## What you will do
Please copy every line of the data in which the string "stop" appears.

## Dataset entries
########################################
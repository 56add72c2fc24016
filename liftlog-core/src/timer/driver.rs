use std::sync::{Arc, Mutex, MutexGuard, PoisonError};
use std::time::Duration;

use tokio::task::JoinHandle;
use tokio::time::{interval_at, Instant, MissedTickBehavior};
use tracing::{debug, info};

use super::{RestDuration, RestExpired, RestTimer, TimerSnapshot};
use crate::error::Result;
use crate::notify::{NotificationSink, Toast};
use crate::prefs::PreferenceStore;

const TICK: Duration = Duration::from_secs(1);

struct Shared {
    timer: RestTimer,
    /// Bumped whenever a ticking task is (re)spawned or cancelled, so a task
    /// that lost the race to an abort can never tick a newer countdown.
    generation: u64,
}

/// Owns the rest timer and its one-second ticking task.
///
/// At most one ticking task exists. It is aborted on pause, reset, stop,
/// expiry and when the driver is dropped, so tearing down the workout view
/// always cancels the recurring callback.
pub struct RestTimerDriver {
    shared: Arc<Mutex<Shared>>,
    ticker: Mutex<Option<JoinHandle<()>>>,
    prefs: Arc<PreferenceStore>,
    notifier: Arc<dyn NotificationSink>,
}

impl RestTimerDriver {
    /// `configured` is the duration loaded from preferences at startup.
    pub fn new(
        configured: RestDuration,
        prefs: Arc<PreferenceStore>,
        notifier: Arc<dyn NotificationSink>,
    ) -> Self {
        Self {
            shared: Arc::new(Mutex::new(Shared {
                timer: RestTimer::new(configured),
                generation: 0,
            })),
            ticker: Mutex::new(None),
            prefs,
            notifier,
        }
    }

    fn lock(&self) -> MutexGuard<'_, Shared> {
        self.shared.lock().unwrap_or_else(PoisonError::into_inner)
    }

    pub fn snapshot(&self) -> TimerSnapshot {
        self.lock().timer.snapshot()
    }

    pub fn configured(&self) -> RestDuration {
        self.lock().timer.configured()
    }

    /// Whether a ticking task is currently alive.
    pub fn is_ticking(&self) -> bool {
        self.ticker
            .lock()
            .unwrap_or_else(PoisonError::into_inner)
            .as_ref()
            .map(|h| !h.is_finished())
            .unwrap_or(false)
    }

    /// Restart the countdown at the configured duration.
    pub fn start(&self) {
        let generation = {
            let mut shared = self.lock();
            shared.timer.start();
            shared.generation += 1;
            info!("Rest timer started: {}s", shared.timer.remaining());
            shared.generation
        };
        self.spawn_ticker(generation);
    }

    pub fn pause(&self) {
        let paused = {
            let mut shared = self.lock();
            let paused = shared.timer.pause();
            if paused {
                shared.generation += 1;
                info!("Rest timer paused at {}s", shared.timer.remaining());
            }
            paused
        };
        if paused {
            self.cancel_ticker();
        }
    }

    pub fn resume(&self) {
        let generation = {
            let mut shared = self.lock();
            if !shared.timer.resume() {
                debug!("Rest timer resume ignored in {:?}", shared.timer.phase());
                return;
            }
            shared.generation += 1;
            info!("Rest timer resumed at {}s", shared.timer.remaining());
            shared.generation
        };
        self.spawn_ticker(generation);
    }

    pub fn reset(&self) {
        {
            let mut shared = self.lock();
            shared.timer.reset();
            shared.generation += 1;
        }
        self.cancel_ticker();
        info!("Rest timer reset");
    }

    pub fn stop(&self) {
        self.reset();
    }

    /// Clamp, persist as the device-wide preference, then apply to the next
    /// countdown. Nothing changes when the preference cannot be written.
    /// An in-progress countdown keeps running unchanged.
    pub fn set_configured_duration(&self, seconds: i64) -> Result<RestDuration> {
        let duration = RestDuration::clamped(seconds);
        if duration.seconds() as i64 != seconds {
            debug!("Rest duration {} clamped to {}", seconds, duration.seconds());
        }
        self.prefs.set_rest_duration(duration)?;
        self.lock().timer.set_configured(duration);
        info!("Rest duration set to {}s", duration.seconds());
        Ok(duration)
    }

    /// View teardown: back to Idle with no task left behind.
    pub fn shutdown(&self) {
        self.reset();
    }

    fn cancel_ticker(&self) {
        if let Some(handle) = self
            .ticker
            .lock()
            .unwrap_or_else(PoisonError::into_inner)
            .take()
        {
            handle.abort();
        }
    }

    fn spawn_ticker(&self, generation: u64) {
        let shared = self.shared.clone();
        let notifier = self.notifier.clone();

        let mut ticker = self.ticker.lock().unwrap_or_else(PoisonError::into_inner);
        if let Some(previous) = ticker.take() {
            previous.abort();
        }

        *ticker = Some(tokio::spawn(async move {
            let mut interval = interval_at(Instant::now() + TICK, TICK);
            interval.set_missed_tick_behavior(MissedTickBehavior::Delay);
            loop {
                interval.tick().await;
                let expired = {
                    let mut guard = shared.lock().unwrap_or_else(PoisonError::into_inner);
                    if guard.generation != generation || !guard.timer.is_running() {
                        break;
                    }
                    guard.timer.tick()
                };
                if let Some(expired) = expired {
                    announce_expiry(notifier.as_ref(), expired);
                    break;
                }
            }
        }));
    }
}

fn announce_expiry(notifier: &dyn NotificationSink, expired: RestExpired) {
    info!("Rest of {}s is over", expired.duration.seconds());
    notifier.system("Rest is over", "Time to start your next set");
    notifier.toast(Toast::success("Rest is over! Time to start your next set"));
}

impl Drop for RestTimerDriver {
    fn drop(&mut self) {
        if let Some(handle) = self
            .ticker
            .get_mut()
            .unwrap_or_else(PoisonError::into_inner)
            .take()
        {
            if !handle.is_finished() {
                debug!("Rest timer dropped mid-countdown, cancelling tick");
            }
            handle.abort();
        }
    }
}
########################################
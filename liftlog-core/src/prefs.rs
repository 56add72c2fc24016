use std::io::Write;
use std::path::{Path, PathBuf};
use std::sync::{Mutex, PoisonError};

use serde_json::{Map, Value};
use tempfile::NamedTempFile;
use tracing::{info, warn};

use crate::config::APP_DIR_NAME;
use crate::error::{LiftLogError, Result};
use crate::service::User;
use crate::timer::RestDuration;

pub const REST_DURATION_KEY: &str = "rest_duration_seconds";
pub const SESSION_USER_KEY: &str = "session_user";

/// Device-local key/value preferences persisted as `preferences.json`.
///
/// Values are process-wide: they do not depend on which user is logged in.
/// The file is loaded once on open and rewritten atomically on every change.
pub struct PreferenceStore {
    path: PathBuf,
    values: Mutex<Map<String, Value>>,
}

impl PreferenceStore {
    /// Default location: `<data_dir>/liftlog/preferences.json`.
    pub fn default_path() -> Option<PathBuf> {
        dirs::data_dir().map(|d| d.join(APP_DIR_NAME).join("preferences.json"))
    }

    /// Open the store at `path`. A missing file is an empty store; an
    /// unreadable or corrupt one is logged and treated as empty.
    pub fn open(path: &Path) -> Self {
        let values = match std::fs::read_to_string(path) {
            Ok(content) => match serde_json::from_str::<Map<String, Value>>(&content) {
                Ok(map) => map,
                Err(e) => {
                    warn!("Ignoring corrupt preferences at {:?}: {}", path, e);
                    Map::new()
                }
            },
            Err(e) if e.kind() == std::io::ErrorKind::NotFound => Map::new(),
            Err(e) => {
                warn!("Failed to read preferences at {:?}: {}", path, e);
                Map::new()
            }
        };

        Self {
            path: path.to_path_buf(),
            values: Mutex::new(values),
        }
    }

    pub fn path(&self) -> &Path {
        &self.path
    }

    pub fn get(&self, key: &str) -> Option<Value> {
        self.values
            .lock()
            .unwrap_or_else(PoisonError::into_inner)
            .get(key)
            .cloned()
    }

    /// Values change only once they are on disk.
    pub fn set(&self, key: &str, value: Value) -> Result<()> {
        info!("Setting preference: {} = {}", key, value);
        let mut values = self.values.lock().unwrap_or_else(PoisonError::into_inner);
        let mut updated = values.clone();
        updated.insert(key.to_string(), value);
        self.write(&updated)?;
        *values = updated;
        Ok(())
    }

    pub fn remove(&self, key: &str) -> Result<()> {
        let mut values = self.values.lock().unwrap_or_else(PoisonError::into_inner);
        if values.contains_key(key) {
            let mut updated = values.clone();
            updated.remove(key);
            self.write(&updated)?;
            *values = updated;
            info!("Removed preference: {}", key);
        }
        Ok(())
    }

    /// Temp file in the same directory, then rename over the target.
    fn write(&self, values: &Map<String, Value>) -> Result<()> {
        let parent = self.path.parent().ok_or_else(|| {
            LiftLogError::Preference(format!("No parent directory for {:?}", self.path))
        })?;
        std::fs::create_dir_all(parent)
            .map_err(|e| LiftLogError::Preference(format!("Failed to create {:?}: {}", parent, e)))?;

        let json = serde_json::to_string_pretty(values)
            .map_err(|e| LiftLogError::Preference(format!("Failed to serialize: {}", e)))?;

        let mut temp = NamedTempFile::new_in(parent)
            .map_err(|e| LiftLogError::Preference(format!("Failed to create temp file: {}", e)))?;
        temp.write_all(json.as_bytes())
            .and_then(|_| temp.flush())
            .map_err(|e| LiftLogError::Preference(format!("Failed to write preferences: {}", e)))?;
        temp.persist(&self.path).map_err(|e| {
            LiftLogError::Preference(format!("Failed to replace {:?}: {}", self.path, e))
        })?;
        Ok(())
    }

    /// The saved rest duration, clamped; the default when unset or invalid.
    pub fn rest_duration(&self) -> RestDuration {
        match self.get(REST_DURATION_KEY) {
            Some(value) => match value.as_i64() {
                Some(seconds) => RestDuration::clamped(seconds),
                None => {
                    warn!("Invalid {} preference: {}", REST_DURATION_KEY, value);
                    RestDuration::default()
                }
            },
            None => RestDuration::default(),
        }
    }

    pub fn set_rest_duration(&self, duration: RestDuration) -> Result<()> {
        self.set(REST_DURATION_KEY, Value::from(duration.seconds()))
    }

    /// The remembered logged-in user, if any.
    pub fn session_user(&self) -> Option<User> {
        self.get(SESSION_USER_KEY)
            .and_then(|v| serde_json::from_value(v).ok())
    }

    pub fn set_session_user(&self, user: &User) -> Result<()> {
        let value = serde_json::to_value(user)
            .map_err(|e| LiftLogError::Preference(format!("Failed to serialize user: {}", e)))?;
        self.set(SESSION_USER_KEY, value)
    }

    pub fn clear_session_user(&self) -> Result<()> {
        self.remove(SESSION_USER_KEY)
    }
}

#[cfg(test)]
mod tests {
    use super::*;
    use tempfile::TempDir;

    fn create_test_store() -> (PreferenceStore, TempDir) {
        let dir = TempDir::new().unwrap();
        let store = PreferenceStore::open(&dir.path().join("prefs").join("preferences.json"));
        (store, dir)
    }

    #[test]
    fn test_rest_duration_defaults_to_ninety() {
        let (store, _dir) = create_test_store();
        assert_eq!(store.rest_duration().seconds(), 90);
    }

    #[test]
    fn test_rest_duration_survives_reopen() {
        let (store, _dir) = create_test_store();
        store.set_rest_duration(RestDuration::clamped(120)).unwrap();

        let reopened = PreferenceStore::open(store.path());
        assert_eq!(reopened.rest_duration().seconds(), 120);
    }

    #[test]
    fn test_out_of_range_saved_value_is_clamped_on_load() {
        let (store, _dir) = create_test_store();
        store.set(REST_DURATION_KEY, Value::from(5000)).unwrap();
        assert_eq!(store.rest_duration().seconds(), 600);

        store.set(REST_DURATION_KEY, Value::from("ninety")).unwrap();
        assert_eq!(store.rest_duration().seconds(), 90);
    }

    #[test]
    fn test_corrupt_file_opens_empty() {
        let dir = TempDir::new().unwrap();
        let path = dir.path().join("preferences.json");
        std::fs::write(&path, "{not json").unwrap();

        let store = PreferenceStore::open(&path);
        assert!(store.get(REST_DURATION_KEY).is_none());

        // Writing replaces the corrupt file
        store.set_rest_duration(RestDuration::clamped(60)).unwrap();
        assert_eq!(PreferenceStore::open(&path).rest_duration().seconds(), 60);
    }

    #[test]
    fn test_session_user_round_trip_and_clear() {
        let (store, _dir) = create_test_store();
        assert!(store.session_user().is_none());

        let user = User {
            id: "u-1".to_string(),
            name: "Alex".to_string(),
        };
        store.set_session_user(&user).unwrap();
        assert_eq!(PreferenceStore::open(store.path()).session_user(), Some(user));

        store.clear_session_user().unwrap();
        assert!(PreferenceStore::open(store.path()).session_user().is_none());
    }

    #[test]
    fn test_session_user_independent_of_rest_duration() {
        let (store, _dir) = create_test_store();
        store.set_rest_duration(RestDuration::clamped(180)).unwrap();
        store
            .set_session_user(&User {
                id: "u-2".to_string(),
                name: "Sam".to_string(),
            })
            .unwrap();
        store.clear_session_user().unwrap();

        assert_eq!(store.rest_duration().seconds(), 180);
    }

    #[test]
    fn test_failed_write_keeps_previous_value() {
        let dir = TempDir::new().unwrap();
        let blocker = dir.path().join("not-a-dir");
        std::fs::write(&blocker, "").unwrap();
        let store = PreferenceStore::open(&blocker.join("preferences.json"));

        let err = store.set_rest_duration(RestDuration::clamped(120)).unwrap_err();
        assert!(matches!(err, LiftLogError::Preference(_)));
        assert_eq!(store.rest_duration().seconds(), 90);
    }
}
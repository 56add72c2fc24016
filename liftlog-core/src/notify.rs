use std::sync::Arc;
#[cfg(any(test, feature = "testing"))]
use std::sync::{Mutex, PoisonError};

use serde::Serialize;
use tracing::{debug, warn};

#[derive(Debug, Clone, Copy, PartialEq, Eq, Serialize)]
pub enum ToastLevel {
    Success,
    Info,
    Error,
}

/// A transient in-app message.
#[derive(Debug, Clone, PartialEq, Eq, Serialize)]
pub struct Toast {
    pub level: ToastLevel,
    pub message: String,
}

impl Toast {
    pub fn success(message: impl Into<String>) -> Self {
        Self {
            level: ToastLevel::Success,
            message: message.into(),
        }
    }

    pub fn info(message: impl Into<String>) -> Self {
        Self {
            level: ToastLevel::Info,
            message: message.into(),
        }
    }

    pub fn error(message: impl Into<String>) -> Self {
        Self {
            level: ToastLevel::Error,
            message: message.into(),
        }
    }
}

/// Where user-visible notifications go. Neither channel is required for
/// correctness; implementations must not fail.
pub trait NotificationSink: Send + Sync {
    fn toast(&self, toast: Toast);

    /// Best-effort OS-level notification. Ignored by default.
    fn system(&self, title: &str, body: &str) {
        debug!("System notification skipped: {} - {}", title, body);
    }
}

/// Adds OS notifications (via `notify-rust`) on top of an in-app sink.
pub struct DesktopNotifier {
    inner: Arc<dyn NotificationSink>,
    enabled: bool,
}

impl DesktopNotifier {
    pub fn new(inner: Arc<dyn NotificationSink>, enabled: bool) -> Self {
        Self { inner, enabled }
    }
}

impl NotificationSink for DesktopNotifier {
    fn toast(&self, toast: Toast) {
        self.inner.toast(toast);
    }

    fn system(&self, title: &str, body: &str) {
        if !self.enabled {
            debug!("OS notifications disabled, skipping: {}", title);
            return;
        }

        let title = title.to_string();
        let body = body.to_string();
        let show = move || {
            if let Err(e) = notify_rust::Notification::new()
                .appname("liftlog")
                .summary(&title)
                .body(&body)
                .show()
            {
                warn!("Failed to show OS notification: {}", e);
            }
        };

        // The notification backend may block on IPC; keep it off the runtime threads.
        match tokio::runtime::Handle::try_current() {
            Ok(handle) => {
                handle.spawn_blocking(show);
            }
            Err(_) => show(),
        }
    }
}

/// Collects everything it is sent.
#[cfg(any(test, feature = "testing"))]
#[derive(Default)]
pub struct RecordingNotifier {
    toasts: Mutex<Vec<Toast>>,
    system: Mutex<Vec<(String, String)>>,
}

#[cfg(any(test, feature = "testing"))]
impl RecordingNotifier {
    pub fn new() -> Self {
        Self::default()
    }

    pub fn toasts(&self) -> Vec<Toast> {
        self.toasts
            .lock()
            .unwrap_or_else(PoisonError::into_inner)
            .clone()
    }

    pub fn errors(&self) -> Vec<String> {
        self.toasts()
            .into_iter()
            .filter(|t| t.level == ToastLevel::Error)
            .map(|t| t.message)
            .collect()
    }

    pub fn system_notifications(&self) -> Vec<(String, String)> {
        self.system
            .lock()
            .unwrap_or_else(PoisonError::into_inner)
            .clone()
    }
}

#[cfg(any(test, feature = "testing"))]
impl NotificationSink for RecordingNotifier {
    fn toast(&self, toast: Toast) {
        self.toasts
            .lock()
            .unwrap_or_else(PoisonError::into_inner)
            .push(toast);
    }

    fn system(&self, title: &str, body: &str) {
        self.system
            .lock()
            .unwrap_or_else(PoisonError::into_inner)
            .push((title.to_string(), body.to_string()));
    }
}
########################################
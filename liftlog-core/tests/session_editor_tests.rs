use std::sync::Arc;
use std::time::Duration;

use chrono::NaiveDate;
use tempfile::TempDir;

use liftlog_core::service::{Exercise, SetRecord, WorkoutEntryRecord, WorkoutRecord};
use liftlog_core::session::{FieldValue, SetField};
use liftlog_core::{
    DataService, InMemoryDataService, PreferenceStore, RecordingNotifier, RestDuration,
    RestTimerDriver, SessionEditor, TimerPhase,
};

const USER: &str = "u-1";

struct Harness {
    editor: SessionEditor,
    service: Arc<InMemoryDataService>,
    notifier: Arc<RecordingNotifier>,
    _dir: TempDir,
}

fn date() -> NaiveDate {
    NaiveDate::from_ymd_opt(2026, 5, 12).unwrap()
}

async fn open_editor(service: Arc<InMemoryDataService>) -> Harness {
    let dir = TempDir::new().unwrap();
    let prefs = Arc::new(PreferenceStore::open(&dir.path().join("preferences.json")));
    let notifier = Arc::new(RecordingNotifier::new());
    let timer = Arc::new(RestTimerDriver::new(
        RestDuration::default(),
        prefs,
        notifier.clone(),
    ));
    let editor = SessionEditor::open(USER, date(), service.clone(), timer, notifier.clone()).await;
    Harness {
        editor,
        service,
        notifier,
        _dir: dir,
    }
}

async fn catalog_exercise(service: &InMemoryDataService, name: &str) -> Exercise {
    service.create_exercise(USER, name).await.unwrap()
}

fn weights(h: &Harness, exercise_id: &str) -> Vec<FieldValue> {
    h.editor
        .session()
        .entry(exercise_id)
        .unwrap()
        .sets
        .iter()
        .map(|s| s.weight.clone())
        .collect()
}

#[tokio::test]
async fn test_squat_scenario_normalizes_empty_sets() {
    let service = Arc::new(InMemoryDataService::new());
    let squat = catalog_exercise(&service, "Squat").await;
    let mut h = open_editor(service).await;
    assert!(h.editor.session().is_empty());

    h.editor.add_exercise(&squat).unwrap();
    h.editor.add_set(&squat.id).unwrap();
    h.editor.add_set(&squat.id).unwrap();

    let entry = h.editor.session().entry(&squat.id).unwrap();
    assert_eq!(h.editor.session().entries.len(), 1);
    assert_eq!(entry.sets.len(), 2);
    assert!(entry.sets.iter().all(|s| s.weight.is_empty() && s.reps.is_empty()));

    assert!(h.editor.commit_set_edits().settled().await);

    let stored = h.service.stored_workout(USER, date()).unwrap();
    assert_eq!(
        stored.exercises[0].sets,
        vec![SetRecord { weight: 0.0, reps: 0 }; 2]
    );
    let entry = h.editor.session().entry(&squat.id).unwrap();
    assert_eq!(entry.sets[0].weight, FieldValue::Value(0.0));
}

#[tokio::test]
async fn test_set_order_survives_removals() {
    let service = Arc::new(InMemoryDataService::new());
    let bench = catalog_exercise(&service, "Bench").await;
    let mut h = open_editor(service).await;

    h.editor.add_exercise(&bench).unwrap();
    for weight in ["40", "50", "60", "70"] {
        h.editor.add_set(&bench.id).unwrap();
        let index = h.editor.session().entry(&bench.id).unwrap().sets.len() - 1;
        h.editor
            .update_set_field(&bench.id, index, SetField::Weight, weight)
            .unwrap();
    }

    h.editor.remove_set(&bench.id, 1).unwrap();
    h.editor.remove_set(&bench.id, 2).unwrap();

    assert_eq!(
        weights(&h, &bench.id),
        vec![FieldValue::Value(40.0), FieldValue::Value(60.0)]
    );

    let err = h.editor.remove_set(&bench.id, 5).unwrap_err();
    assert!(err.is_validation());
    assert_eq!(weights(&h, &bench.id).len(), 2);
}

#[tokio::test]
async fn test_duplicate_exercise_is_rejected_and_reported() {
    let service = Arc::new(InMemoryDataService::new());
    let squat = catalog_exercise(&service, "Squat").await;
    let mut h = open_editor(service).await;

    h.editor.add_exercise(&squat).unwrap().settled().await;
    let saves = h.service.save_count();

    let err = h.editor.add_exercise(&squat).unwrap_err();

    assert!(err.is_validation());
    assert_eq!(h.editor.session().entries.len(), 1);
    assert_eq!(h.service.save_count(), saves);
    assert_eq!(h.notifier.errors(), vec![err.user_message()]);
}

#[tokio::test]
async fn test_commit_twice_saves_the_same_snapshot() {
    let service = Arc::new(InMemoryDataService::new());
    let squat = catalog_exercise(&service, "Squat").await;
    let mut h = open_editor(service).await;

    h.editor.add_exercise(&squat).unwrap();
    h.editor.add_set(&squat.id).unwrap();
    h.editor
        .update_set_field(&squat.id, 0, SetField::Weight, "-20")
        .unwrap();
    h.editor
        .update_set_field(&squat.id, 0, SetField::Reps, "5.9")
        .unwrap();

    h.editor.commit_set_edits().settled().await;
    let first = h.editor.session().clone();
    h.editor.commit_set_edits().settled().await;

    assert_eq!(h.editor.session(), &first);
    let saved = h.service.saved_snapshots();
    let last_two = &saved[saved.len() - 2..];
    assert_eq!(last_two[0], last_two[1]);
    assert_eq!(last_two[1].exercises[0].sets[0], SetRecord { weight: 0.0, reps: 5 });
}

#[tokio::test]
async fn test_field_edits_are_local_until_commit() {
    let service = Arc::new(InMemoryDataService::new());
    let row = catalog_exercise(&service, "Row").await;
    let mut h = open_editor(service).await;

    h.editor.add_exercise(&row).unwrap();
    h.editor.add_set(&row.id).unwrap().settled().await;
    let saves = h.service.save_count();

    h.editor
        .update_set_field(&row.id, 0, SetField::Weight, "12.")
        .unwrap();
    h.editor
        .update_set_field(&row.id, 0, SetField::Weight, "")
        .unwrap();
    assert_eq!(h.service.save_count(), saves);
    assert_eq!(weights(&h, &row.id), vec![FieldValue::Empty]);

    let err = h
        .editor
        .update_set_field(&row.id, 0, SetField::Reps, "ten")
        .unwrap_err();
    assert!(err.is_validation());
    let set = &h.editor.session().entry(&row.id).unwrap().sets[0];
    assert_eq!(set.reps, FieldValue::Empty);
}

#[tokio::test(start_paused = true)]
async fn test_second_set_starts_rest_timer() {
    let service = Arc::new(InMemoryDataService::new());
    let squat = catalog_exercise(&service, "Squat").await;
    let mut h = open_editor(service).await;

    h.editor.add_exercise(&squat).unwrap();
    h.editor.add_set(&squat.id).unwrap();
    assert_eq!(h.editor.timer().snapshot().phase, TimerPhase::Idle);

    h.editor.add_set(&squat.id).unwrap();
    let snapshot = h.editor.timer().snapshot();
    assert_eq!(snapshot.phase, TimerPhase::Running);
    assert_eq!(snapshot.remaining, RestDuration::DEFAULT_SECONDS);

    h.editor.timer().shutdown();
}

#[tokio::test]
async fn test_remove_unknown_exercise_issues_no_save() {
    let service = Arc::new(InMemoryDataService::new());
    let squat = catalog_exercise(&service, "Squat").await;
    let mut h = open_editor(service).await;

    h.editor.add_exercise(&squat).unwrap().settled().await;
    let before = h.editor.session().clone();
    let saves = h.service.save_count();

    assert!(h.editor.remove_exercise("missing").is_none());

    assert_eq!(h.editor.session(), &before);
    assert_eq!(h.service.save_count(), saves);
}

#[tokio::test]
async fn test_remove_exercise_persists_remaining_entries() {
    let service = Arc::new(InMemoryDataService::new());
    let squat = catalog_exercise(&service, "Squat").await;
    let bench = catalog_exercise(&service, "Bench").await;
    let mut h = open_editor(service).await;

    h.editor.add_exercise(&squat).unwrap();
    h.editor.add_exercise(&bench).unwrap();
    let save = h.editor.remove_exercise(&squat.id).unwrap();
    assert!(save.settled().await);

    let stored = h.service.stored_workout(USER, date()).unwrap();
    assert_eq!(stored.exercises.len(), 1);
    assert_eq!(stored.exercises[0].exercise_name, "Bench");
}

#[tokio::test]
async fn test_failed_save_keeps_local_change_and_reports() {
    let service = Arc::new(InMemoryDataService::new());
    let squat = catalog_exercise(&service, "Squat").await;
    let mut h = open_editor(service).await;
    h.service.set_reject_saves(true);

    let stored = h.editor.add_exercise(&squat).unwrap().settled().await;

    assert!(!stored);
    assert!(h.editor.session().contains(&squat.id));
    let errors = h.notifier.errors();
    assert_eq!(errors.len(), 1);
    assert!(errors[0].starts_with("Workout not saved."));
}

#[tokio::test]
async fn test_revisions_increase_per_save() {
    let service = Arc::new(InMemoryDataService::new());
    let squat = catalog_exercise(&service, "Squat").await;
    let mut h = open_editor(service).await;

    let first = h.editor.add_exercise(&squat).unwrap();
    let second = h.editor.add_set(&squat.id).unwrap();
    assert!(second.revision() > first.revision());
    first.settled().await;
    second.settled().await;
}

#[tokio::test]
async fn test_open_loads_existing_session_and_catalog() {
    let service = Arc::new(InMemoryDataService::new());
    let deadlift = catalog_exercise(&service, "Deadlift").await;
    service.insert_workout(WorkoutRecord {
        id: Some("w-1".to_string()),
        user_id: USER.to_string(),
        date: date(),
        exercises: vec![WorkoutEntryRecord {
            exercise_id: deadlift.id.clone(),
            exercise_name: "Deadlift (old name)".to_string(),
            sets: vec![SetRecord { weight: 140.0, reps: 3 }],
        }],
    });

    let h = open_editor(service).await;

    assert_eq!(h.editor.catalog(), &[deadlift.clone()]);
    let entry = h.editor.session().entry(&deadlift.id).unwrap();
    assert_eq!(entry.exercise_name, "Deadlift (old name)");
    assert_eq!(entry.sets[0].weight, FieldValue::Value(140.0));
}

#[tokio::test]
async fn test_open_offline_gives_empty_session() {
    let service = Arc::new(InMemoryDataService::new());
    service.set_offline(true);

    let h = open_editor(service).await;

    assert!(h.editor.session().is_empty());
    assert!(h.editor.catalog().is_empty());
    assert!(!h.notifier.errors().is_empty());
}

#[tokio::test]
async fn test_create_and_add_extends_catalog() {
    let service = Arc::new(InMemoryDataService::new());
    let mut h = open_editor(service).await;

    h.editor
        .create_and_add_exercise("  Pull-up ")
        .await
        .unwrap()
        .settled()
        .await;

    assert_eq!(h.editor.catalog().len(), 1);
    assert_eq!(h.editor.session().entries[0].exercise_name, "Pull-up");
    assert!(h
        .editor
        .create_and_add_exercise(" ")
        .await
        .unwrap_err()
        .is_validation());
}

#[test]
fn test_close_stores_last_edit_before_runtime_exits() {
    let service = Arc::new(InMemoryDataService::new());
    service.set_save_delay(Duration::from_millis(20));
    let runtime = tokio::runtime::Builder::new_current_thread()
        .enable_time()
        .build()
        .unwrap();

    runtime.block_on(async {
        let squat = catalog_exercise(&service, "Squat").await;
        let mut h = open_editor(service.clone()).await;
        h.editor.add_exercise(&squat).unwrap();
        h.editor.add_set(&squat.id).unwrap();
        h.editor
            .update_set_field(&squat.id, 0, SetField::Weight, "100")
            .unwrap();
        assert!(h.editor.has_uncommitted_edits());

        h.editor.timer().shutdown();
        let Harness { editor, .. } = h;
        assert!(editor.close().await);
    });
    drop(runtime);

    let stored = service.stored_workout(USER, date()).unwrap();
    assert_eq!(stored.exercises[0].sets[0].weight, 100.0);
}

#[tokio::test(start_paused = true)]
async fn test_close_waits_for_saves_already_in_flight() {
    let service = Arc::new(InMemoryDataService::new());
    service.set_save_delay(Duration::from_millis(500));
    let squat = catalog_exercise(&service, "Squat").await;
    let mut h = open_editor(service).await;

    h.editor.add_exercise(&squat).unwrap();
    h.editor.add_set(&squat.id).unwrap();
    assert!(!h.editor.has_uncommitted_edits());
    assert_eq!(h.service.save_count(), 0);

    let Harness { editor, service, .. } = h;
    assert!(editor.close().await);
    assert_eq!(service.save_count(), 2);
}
########################################
## Solution
/// At most one ticking task exists. It is aborted on pause, reset, stop,
    pub fn stop(&self) {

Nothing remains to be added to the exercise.